*** RECORD EXCERPTS ***

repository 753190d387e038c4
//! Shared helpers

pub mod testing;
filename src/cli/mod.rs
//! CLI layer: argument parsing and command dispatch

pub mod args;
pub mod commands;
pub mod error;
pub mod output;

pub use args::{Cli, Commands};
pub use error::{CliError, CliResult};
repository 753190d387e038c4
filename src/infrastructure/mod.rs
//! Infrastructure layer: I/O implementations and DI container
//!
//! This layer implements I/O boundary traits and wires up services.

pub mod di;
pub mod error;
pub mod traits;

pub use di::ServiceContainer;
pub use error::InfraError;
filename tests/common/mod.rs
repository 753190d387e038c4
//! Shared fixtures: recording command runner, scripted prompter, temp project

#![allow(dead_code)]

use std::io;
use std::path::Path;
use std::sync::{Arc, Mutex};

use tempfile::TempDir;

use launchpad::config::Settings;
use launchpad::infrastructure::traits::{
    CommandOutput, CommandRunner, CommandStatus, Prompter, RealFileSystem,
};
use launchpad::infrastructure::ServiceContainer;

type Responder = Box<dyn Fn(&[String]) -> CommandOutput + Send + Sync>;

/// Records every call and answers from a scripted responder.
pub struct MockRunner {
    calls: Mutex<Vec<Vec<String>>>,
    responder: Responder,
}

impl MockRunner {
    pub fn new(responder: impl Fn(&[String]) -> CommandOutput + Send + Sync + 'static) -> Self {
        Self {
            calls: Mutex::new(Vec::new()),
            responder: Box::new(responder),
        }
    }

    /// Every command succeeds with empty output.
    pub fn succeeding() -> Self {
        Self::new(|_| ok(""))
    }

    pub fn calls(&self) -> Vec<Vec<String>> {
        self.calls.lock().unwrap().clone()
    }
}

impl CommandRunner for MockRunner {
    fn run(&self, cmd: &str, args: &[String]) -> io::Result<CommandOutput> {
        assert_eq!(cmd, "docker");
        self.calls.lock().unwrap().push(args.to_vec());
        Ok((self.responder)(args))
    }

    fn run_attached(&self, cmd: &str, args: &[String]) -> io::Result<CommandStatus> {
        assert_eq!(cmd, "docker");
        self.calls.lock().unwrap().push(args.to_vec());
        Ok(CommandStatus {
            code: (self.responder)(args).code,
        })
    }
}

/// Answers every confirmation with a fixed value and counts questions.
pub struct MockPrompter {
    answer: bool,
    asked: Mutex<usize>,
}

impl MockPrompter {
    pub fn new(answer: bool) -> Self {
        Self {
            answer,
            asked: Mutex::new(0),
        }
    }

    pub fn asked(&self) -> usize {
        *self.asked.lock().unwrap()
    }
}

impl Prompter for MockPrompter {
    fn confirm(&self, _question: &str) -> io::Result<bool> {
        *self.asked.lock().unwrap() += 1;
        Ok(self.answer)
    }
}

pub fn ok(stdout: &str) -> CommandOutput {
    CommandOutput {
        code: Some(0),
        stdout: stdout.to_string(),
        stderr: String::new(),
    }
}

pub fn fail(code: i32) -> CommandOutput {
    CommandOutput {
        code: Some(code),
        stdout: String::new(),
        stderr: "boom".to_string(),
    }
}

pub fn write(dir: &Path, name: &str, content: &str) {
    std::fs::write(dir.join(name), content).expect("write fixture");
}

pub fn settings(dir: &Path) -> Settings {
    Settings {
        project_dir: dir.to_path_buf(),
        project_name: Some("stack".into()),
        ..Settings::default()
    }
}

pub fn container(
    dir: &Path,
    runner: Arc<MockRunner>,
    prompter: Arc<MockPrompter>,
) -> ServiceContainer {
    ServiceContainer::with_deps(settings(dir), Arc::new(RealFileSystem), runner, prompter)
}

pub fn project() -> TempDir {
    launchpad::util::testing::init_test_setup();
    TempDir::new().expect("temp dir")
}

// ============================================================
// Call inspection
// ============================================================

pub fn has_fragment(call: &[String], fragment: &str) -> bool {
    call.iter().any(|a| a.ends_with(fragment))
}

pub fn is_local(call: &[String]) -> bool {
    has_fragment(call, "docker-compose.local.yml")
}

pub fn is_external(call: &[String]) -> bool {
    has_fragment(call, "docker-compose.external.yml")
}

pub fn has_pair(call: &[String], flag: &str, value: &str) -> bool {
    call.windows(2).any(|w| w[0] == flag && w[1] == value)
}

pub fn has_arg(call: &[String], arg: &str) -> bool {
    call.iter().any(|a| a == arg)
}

*** End of RECORD EXCERPTS ***
*** RECORD EXCERPTS ***

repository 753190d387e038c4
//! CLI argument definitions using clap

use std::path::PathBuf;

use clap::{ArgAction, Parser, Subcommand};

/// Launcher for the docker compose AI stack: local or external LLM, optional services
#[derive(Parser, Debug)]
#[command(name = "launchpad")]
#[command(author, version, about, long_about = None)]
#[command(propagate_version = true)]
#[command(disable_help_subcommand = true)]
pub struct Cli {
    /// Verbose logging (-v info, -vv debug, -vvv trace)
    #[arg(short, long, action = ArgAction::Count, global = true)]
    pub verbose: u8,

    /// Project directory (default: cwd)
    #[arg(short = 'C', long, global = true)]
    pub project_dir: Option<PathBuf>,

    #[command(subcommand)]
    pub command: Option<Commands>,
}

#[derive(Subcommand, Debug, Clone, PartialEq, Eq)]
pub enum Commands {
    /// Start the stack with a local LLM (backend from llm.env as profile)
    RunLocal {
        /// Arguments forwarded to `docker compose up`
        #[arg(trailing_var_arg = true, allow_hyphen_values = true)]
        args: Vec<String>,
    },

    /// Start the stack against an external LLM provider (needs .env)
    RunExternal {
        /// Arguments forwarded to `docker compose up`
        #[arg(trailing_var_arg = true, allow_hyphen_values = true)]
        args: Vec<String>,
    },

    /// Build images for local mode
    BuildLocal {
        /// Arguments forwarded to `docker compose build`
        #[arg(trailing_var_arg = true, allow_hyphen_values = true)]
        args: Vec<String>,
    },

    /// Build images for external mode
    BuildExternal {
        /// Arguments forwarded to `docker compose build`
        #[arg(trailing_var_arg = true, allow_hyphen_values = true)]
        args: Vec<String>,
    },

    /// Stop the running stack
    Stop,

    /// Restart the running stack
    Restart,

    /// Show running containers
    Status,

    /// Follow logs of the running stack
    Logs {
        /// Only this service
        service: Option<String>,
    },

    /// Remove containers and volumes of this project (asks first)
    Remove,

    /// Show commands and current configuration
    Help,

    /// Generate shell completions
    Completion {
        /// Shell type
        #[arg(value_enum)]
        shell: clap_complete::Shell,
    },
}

*** End of RECORD EXCERPTS ***
*** RECORD EXCERPTS ***

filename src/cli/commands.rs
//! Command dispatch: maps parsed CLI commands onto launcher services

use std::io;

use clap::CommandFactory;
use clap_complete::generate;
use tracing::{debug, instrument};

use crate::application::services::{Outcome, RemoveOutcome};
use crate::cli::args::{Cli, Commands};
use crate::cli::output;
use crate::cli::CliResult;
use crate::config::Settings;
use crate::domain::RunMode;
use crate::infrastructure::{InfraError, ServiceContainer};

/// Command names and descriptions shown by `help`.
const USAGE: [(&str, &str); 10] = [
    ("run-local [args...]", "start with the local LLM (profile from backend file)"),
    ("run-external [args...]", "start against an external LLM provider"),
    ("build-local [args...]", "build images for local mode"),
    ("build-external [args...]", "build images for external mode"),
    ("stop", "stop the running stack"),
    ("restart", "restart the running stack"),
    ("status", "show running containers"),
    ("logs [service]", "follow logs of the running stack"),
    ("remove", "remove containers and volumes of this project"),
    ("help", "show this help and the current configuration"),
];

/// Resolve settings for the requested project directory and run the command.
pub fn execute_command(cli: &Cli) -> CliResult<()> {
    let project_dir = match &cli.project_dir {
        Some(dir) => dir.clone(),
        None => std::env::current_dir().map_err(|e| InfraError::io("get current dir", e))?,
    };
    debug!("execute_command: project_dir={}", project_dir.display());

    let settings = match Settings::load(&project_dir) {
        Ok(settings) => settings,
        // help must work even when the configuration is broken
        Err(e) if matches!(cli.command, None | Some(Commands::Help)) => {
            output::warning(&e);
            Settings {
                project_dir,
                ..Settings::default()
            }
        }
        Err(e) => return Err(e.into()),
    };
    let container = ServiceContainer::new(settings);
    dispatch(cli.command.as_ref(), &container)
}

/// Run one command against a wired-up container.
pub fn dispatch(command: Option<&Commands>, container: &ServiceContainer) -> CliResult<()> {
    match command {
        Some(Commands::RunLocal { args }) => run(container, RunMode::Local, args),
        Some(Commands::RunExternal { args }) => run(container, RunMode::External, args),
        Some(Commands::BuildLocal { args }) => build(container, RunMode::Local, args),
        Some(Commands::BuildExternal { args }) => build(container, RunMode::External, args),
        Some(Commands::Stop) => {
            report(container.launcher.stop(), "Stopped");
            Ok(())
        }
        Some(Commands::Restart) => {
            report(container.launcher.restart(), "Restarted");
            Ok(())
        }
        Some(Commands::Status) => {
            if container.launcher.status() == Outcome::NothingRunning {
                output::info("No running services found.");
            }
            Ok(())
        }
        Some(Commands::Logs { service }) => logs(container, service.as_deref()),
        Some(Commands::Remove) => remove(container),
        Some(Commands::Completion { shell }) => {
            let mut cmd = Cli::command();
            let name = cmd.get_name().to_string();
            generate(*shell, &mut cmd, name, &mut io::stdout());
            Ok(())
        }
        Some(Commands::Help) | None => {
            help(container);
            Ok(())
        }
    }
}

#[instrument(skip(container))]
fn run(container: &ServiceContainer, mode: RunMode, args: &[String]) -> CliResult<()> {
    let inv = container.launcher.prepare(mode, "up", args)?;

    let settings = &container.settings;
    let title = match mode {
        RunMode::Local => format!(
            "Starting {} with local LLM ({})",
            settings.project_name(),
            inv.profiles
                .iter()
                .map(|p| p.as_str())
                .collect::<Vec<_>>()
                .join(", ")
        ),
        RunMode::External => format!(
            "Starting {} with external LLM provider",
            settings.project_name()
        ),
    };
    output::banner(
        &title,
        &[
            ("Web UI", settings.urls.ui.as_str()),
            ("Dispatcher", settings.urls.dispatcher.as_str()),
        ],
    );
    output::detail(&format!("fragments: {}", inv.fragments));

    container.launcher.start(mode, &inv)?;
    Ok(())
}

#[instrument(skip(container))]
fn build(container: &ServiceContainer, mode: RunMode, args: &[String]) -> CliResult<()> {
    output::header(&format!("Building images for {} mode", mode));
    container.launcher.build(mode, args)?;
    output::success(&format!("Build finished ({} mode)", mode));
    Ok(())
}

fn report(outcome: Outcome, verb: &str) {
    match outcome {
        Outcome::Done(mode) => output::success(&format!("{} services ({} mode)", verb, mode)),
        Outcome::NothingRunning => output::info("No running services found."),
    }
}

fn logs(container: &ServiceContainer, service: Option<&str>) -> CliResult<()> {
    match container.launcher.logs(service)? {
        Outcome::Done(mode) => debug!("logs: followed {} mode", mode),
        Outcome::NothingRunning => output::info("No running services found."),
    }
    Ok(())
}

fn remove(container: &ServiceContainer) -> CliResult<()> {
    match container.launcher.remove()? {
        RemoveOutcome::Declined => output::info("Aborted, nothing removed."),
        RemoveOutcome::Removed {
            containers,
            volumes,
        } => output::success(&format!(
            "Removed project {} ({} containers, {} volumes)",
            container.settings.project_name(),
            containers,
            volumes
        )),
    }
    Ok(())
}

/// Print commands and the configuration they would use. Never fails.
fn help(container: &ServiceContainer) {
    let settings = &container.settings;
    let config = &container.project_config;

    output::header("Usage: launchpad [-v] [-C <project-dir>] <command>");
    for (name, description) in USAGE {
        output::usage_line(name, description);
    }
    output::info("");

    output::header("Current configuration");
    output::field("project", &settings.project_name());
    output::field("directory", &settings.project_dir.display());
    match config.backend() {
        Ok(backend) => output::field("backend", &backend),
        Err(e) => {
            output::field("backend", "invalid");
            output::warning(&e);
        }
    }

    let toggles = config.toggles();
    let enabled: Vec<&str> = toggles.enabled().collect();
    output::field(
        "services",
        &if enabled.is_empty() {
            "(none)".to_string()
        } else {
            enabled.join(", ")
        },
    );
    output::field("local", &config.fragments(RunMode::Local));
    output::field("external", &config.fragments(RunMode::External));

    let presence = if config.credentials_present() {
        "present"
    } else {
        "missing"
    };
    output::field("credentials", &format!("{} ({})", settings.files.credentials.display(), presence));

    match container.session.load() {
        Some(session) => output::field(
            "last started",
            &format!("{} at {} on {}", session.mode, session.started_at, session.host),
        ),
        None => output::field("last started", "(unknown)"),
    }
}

*** End of RECORD EXCERPTS ***

TASK ITEM: Tally how many lines of the records hold the word "content". Answer with the number only.

RESULT OF THIS TASK: 2